In uncertain times such as the current pandemic, businesses might struggle to meet projections made prior to or during the health crisis, resulting in a higher risk of M&A deals falling apart, said the professional services firm.
M&A transaction disputes can be costly and take years to resolve, Chris Fordham, Managing Director of Disputes and Investigations Asia, Alvarez & Marsal pointed out.
A significant proportion of M&A transactions result in disputes, and a sizeable percentage of these are subject to fraudulent behaviour involving financial misstatement and/or withholding of important accounting data, he noted, adding that frauds occurring in these difficult times are bound to be discovered later and taint transactions into the future.
Disputes typically arise when the buyer discovers after the closing date that the purchased assets are not consistent with the agreed assets, when a liability emerges of which the buyer was not aware prior to the purchase, or when projections and forecasts relied upon by the buyer turn out to be manifestly unachievable, Fordham observed.
Fraud allegations may also emerge between the parties about the preparation of the data provided during the due diligence process upon which the buyer relied to reach their investment decision, he added.

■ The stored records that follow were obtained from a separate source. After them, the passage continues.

//! History Tracker
//!
//! Linear undo/redo over whole-document snapshots. Both stacks are
//! most-recent-last and unbounded for the life of the session.

use serde::{Deserialize, Serialize};

/// Errors from stepping through history
#[derive(Debug, Clone, Copy, PartialEq, Eq, thiserror::Error)]
pub enum HistoryError {
    /// Undo stack is empty
    #[error("nothing to undo")]
    NothingToUndo,

    /// Redo stack is empty
    #[error("nothing to redo")]
    NothingToRedo,
}

/// Undo and redo stacks for one variant
#[derive(Debug, Clone, Default, PartialEq, Eq, Serialize, Deserialize)]
pub struct History {
    undo: Vec<String>,
    redo: Vec<String>,
}

impl History {
    /// Empty history
    #[inline]
    #[must_use]
    pub const fn new() -> Self {
        Self {
            undo: Vec::new(),
            redo: Vec::new(),
        }
    }

    /// Push `current` onto the undo stack
    pub fn record_for_undo(&mut self, current: &str) {
        self.undo.push(current.to_owned());
    }

    /// Pop the undo stack, moving `current` onto the redo stack.
    /// Returns the document to make current.
    ///
    /// # Errors
    /// [`HistoryError::NothingToUndo`] if the undo stack is empty; state is
    /// left unchanged.
    pub fn undo(&mut self, current: &str) -> Result<String, HistoryError> {
        let previous = self.undo.pop().ok_or(HistoryError::NothingToUndo)?;
        self.redo.push(current.to_owned());
        Ok(previous)
    }

    /// Pop the redo stack, moving `current` onto the undo stack.
    /// Returns the document to make current.
    ///
    /// # Errors
    /// [`HistoryError::NothingToRedo`] if the redo stack is empty; state is
    /// left unchanged.
    pub fn redo(&mut self, current: &str) -> Result<String, HistoryError> {
        let next = self.redo.pop().ok_or(HistoryError::NothingToRedo)?;
        self.undo.push(current.to_owned());
        Ok(next)
    }

    /// Drop all redo entries
    pub fn clear_redo(&mut self) {
        self.redo.clear();
    }

    /// Remove the most recent undo entry, used to roll back a snapshot
    /// whose edit did not commit
    pub fn discard_last_record(&mut self) -> Option<String> {
        self.undo.pop()
    }

    /// Drop both stacks
    pub fn clear(&mut self) {
        self.undo.clear();
        self.redo.clear();
    }

    #[inline]
    #[must_use]
    pub fn can_undo(&self) -> bool {
        !self.undo.is_empty()
    }

    #[inline]
    #[must_use]
    pub fn can_redo(&self) -> bool {
        !self.redo.is_empty()
    }

    #[inline]
    #[must_use]
    pub fn undo_len(&self) -> usize {
        self.undo.len()
    }

    #[inline]
    #[must_use]
    pub fn redo_len(&self) -> usize {
        self.redo.len()
    }
}
#[cfg(test)]
mod tests {
    use super::*;
    use crate::test_helpers::{set_mtime, write_file};
    use tempfile::TempDir;

    fn manager_with_kind(name: &str) -> (ResourceManager, KindId) {
        let mut manager = ResourceManager::new();
        let kind = manager.add_kind(name);
        (manager, kind)
    }

    // =========================================================================
    // Resource freshness
    // =========================================================================

    #[test]
    fn missing_target_is_stale() {
        let tmp = TempDir::new().unwrap();
        let source = tmp.path().join("a.md");
        write_file(&source, "# A");

        let resource = Resource::new(ResourceId(0), KindId(0), &source, tmp.path().join("out.html"));
        assert!(!resource.is_fresh());
        assert!(resource.source_exists());
    }

    #[test]
    fn target_newer_than_source_is_fresh() {
        let tmp = TempDir::new().unwrap();
        let source = tmp.path().join("a.md");
        let target = tmp.path().join("a.html");
        write_file(&source, "# A");
        write_file(&target, "<h1>A</h1>");
        set_mtime(&source, 1_000);
        set_mtime(&target, 2_000);

        let resource = Resource::new(ResourceId(0), KindId(0), &source, &target);
        assert!(resource.is_fresh());
    }

    #[test]
    fn equal_mtimes_are_fresh() {
        let tmp = TempDir::new().unwrap();
        let source = tmp.path().join("a.md");
        let target = tmp.path().join("a.html");
        write_file(&source, "# A");
        write_file(&target, "<h1>A</h1>");
        set_mtime(&source, 1_500);
        set_mtime(&target, 1_500);

        assert!(Resource::new(ResourceId(0), KindId(0), &source, &target).is_fresh());
    }

    #[test]
    fn touching_source_forward_makes_resource_stale() {
        let tmp = TempDir::new().unwrap();
        let source = tmp.path().join("a.md");
        let target = tmp.path().join("a.html");
        write_file(&source, "# A");
        write_file(&target, "<h1>A</h1>");
        set_mtime(&source, 1_000);
        set_mtime(&target, 2_000);

        let resource = Resource::new(ResourceId(0), KindId(0), &source, &target);
        assert!(resource.is_fresh());

        set_mtime(&source, 3_000);
        assert!(!resource.is_fresh());
    }

    #[test]
    fn missing_source_is_never_fresh() {
        let tmp = TempDir::new().unwrap();
        let target = tmp.path().join("a.html");
        write_file(&target, "<h1>A</h1>");

        let resource = Resource::new(ResourceId(0), KindId(0), tmp.path().join("gone.md"), &target);
        assert!(!resource.source_exists());
        assert!(!resource.is_fresh());
    }

    #[test]
    fn directory_target_is_not_fresh() {
        let tmp = TempDir::new().unwrap();
        let source = tmp.path().join("a.md");
        write_file(&source, "# A");
        let target = tmp.path().join("dir");
        fs::create_dir(&target).unwrap();

        assert!(!Resource::new(ResourceId(0), KindId(0), &source, &target).is_fresh());
    }

    // =========================================================================
    // Kind
    // =========================================================================

    #[test]
    fn kinds_get_sequential_indices() {
        let mut manager = ResourceManager::new();
        let pages = manager.add_kind("pages");
        let statics = manager.add_kind("static_files");
        let thumbs = manager.add_kind("thumbnails");

        assert_eq!(pages.index(), 0);
        assert_eq!(statics.index(), 1);
        assert_eq!(thumbs.index(), 2);
        assert_eq!(manager.kind(statics).unwrap().name(), "static_files");
        assert_eq!(manager.kinds().len(), 3);
    }

    #[test]
    fn kind_remove_non_member_errors() {
        let mut kind = Kind::new(KindId(0), "pages");
        kind.add(ResourceId(1));
        assert!(kind.remove(ResourceId(1)).is_ok());
        assert!(matches!(
            kind.remove(ResourceId(1)),
            Err(ResourceError::NotInKind { .. })
        ));
    }

    #[test]
    fn kind_clear_returns_members() {
        let mut kind = Kind::new(KindId(2), "thumbnails");
        kind.add(ResourceId(4));
        kind.add(ResourceId(7));

        let members: Vec<_> = kind.clear().into_iter().collect();
        assert_eq!(members, vec![ResourceId(4), ResourceId(7)]);
        assert!(kind.is_empty());
        assert_eq!(kind.to_string(), "[Kind: 2, thumbnails, 0]");
    }

    // =========================================================================
    // ResourceManager::add
    // =========================================================================

    #[test]
    fn add_registers_in_all_indices() {
        let (mut manager, pages) = manager_with_kind("pages");
        let id = manager.add(pages, "/src/a.md", "/out/a/index.html").id();

        let resource = manager.by_target(Path::new("/out/a/index.html")).unwrap();
        assert_eq!(resource.id(), id);
        assert_eq!(resource.source(), Path::new("/src/a.md"));
        assert_eq!(resource.kind(), pages);
        assert_eq!(manager.by_source(Path::new("/src/a.md")).len(), 1);
        assert!(manager.kind(pages).unwrap().contains(id));
        manager.assert_consistent();
    }

    #[test]
    fn add_is_idempotent() {
        let (mut manager, pages) = manager_with_kind("pages");
        let first = manager.add(pages, "/src/a.md", "/out/a.html").id();
        let second = manager.add(pages, "/src/a.md", "/out/a.html").id();

        assert_eq!(first, second);
        assert_eq!(manager.len(), 1);
        assert_eq!(manager.kind(pages).unwrap().len(), 1);
        manager.assert_consistent();
    }

    #[test]
    fn add_rebinds_changed_source() {
        let (mut manager, pages) = manager_with_kind("pages");
        let first = manager.add(pages, "/src/old.md", "/out/a.html").id();
        let second = manager.add(pages, "/src/new.md", "/out/a.html");

        assert_eq!(second.id(), first);
        assert_eq!(second.source(), Path::new("/src/new.md"));
        assert_eq!(manager.len(), 1);
        assert!(manager.by_source(Path::new("/src/old.md")).is_empty());
        assert_eq!(manager.by_source(Path::new("/src/new.md")).len(), 1);
        manager.assert_consistent();
    }

    #[test]
    fn one_source_can_feed_many_targets() {
        let (mut manager, thumbs) = manager_with_kind("thumbnails");
        manager.add(thumbs, "/static/a.jpg", "/out/static/a[100x].jpg");
        manager.add(thumbs, "/static/a.jpg", "/out/static/a[x50].jpg");

        let targets: Vec<_> = manager
            .by_source(Path::new("/static/a.jpg"))
            .iter()
            .map(|r| r.target().to_path_buf())
            .collect();
        assert_eq!(
            targets,
            vec![
                PathBuf::from("/out/static/a[100x].jpg"),
                PathBuf::from("/out/static/a[x50].jpg")
            ]
        );
        manager.assert_consistent();
    }

    #[test]
    fn existing_target_keeps_original_kind() {
        let mut manager = ResourceManager::new();
        let pages = manager.add_kind("pages");
        let statics = manager.add_kind("static_files");
        manager.add(pages, "/src/a.html", "/out/a.html");
        let resource = manager.add(statics, "/static/a.html", "/out/a.html");

        assert_eq!(resource.kind(), pages);
        assert!(manager.kind(statics).unwrap().is_empty());
        manager.assert_consistent();
    }

    // =========================================================================
    // ResourceManager::remove / remove_by_kind
    // =========================================================================

    #[test]
    fn remove_untracks_everywhere() {
        let (mut manager, pages) = manager_with_kind("pages");
        let id = manager.add(pages, "/src/a.md", "/out/a.html").id();

        let removed = manager.remove(id).unwrap();
        assert_eq!(removed.target(), Path::new("/out/a.html"));
        assert!(manager.is_empty());
        assert!(manager.by_target(Path::new("/out/a.html")).is_none());
        assert!(manager.by_source(Path::new("/src/a.md")).is_empty());
        assert!(manager.kind(pages).unwrap().is_empty());
        manager.assert_consistent();
    }

    #[test]
    fn remove_untracked_resource_errors() {
        let (mut manager, pages) = manager_with_kind("pages");
        let id = manager.add(pages, "/src/a.md", "/out/a.html").id();
        manager.remove(id).unwrap();

        assert!(matches!(manager.remove(id), Err(ResourceError::NotTracked(r)) if r == id));
    }

    #[test]
    fn remove_by_kind_leaves_other_kinds_alone() {
        let mut manager = ResourceManager::new();
        let pages = manager.add_kind("pages");
        let statics = manager.add_kind("static_files");
        manager.add(pages, "/src/a.md", "/out/a.html");
        manager.add(pages, "/src/b.md", "/out/b.html");
        manager.add(statics, "/static/site.css", "/out/static/site.css");

        let removed = manager.remove_by_kind(pages);
        assert_eq!(removed.len(), 2);
        assert!(manager.kind(pages).unwrap().is_empty());
        assert!(manager.by_target(Path::new("/out/a.html")).is_none());
        assert!(manager.by_source(Path::new("/src/b.md")).is_empty());
        assert_eq!(manager.len(), 1);
        assert_eq!(manager.of_kind(statics).len(), 1);
        manager.assert_consistent();
    }

    #[test]
    fn kind_is_reusable_after_remove_by_kind() {
        let (mut manager, pages) = manager_with_kind("pages");
        let old = manager.add(pages, "/src/a.md", "/out/a.html").id();
        manager.remove_by_kind(pages);
        let new = manager.add(pages, "/src/a.md", "/out/a.html").id();

        assert_ne!(old, new);
        assert_eq!(manager.of_kind(pages).len(), 1);
        manager.assert_consistent();
    }

    // =========================================================================
    // ResourceManager::remove_stale_files
    // =========================================================================

    #[test]
    fn sweep_removes_file_whose_source_was_deleted() {
        let tmp = TempDir::new().unwrap();
        let source = tmp.path().join("src/a.md");
        let target = tmp.path().join("out/a/index.html");
        write_file(&source, "# A");
        write_file(&target, "<h1>A</h1>");

        let (mut manager, pages) = manager_with_kind("pages");
        manager.add(pages, &source, &target);
        fs::remove_file(&source).unwrap();

        let removed = manager.remove_stale_files(&tmp.path().join("out")).unwrap();
        assert_eq!(removed, vec![target.clone()]);
        assert!(!target.exists());
        assert!(!tmp.path().join("out/a").exists(), "empty dir removed");
        assert!(tmp.path().join("out").is_dir(), "root dir kept");
        assert!(manager.is_empty());
        manager.assert_consistent();
    }

    #[test]
    fn sweep_keeps_tracked_file_with_live_source() {
        let tmp = TempDir::new().unwrap();
        let source = tmp.path().join("src/a.md");
        let target = tmp.path().join("out/a/index.html");
        write_file(&source, "# A");
        write_file(&target, "<h1>A</h1>");

        let (mut manager, pages) = manager_with_kind("pages");
        manager.add(pages, &source, &target);

        let removed = manager.remove_stale_files(&tmp.path().join("out")).unwrap();
        assert!(removed.is_empty());
        assert!(target.is_file());
        assert_eq!(manager.len(), 1);
    }

    #[test]
    fn sweep_removes_untracked_files_but_keeps_busy_dirs() {
        let tmp = TempDir::new().unwrap();
        let source = tmp.path().join("src/a.md");
        let kept = tmp.path().join("out/docs/a.html");
        let orphan = tmp.path().join("out/docs/orphan.html");
        let nested_orphan = tmp.path().join("out/old/deep/x.css");
        write_file(&source, "# A");
        write_file(&kept, "a");
        write_file(&orphan, "orphan");
        write_file(&nested_orphan, "x");

        let (mut manager, pages) = manager_with_kind("pages");
        manager.add(pages, &source, &kept);

        let mut removed = manager.remove_stale_files(&tmp.path().join("out")).unwrap();
        removed.sort();
        assert_eq!(removed, vec![orphan.clone(), nested_orphan.clone()]);
        assert!(kept.is_file());
        assert!(!orphan.exists());
        assert!(!tmp.path().join("out/old").exists());
        assert!(tmp.path().join("out/docs").is_dir());
    }

    #[test]
    fn sweep_of_missing_directory_is_a_no_op() {
        let tmp = TempDir::new().unwrap();
        let mut manager = ResourceManager::new();
        let removed = manager.remove_stale_files(&tmp.path().join("nope")).unwrap();
        assert!(removed.is_empty());
    }

    #[test]
    fn non_empty_directory_is_kept() {
        let tmp = TempDir::new().unwrap();
        write_file(&tmp.path().join("dir/a.txt"), "a");
        remove_dir_if_empty(&tmp.path().join("dir")).unwrap();
        assert!(tmp.path().join("dir/a.txt").is_file());

        remove_dir_if_empty(&tmp.path().join("empty")).unwrap_err();
        fs::create_dir(tmp.path().join("empty")).unwrap();
        remove_dir_if_empty(&tmp.path().join("empty")).unwrap();
        assert!(!tmp.path().join("empty").exists());
    }

    #[test]
    fn other_directory_removal_errors_propagate() {
        let tmp = TempDir::new().unwrap();
        let file = tmp.path().join("file.txt");
        write_file(&file, "not a directory");

        let err = remove_dir_if_empty(&file).unwrap_err();
        assert_ne!(err.kind(), io::ErrorKind::DirectoryNotEmpty);
        assert!(file.is_file());
    }
}
//! Thumbnail generation, pure Rust.
//!
//! | Operation | Crate / function |
//! |---|---|
//! | **Identify** | `image::image_dimensions` |
//! | **Thumbnail** | `resize_exact` (Lanczos3) + encoder by extension |
//!
//! The module is split into:
//! - **Calculations**: pure dimension math (unit testable)
//! - **Parameters**: data structures describing an operation
//! - **Backend**: [`ImageBackend`] trait + [`RustBackend`]
//! - **Operations**: combine calculations and a backend

pub mod backend;
mod calculations;
pub mod operations;
mod params;
pub mod rust_backend;

pub use backend::{BackendError, Dimensions, ImageBackend};
pub use calculations::calculate_thumbnail_size;
pub use operations::create_thumbnail;
pub use params::{Quality, ThumbnailParams};
pub use rust_backend::RustBackend;
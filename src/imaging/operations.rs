//! High-level thumbnail operation: identify, plan, then hand off to a backend.
//!
//! Planning is separated from execution so the sizing logic can be tested
//! with the mock backend.

use super::backend::{BackendError, ImageBackend};
use super::calculations::calculate_thumbnail_size;
use super::params::{Quality, ThumbnailParams};
use crate::thumbnail::Thumbnail;
use std::path::Path;

pub type Result<T> = std::result::Result<T, BackendError>;

/// Plan the exact output size for `thumbnail` given the source dimensions.
pub fn plan_thumbnail(
    source: &Path,
    output: &Path,
    source_dims: (u32, u32),
    thumbnail: &Thumbnail,
) -> Result<ThumbnailParams> {
    let (width, height) =
        calculate_thumbnail_size(source_dims, thumbnail.width(), thumbnail.height()).ok_or_else(
            || BackendError::ProcessingFailed(format!("{thumbnail} has no size")),
        )?;
    Ok(ThumbnailParams {
        source: source.to_path_buf(),
        output: output.to_path_buf(),
        width,
        height,
        quality: Quality::default(),
    })
}

/// Generate `output` from `source` at the size requested by `thumbnail`.
///
/// Creates the output's parent directory if needed.
pub fn create_thumbnail(
    backend: &(impl ImageBackend + ?Sized),
    source: &Path,
    output: &Path,
    thumbnail: &Thumbnail,
) -> Result<ThumbnailParams> {
    let dims = backend.identify(source)?;
    let params = plan_thumbnail(source, output, (dims.width, dims.height), thumbnail)?;
    if let Some(parent) = output.parent() {
        std::fs::create_dir_all(parent)?;
    }
    backend.thumbnail(&params)?;
    Ok(params)
}
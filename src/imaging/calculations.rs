//! Pure calculation functions for thumbnail dimensions.
//!
//! All functions here are pure and testable without any I/O or images.

/// Output size for a thumbnail request, preserving the source aspect ratio.
///
/// - width and height: fit inside the `width x height` box
/// - width only: scale to that width
/// - height only: scale to that height
///
/// Images are never enlarged, and neither side drops below one pixel.
/// Returns `None` when no side was requested.
///
/// ```
/// # use simple_web::imaging::calculate_thumbnail_size;
/// assert_eq!(calculate_thumbnail_size((800, 600), Some(400), None), Some((400, 300)));
/// assert_eq!(calculate_thumbnail_size((800, 600), Some(400), Some(100)), Some((133, 100)));
/// ```
pub fn calculate_thumbnail_size(
    source: (u32, u32),
    width: Option<u32>,
    height: Option<u32>,
) -> Option<(u32, u32)> {
    let (src_w, src_h) = source;
    if src_w == 0 || src_h == 0 {
        return Some((src_w, src_h));
    }

    let scale_w = width.map(|w| w as f64 / src_w as f64);
    let scale_h = height.map(|h| h as f64 / src_h as f64);
    let scale = match (scale_w, scale_h) {
        (Some(sw), Some(sh)) => sw.min(sh),
        (Some(s), None) | (None, Some(s)) => s,
        (None, None) => return None,
    }
    .min(1.0);

    let scaled = |side: u32| ((side as f64 * scale).round() as u32).max(1);
    Some((scaled(src_w), scaled(src_h)))
}

#[cfg(test)]
mod tests {
    use super::*;

    #[test]
    fn width_only_keeps_ratio() {
        assert_eq!(
            calculate_thumbnail_size((1200, 800), Some(300), None),
            Some((300, 200))
        );
    }

    #[test]
    fn height_only_keeps_ratio() {
        assert_eq!(
            calculate_thumbnail_size((1200, 800), None, Some(100)),
            Some((150, 100))
        );
    }

    #[test]
    fn box_fit_landscape_limited_by_width() {
        assert_eq!(
            calculate_thumbnail_size((1600, 900), Some(320), Some(320)),
            Some((320, 180))
        );
    }

    #[test]
    fn box_fit_portrait_limited_by_height() {
        assert_eq!(
            calculate_thumbnail_size((600, 900), Some(400), Some(300)),
            Some((200, 300))
        );
    }

    #[test]
    fn never_enlarges() {
        assert_eq!(
            calculate_thumbnail_size((100, 50), Some(400), None),
            Some((100, 50))
        );
    }

    #[test]
    fn tiny_results_keep_one_pixel() {
        assert_eq!(
            calculate_thumbnail_size((4000, 10), Some(40), None),
            Some((40, 1))
        );
    }

    #[test]
    fn no_size_requested() {
        assert_eq!(calculate_thumbnail_size((100, 100), None, None), None);
    }
}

As a result, there is a need for investigations of the allegations and counter-allegations, to assess the accounting issues and examine whether or not the sale and purchase agreement has been breached, he advised.
Mitigating M&A dispute risks
While future economic and market factors are difficult to anticipate and, despite best efforts, there might be an unanticipated change in the market that neither party could have anticipated such as this pandemic, there are other factors that exacerbate transaction disputes that can be mitigated with some planning and attention to detail prior to the signing of the sale and purchase agreement, the firm said.
In order to mitigate transaction dispute risks, Trevor Dick, Managing Director of Disputes and Investigations Asia, Alvarez & Marsal advised companies to do the followings:
- Approach M&A due diligence with a forensic mindset and increased levels of caution towards the business, key individuals, customers and suppliers.
- Specify and provide pro-forma examples of all purchase price adjustments to eliminate wiggle room on the part of buyer or seller when producing post-closing calculations.
- Agree on the use of expert determination where applicable.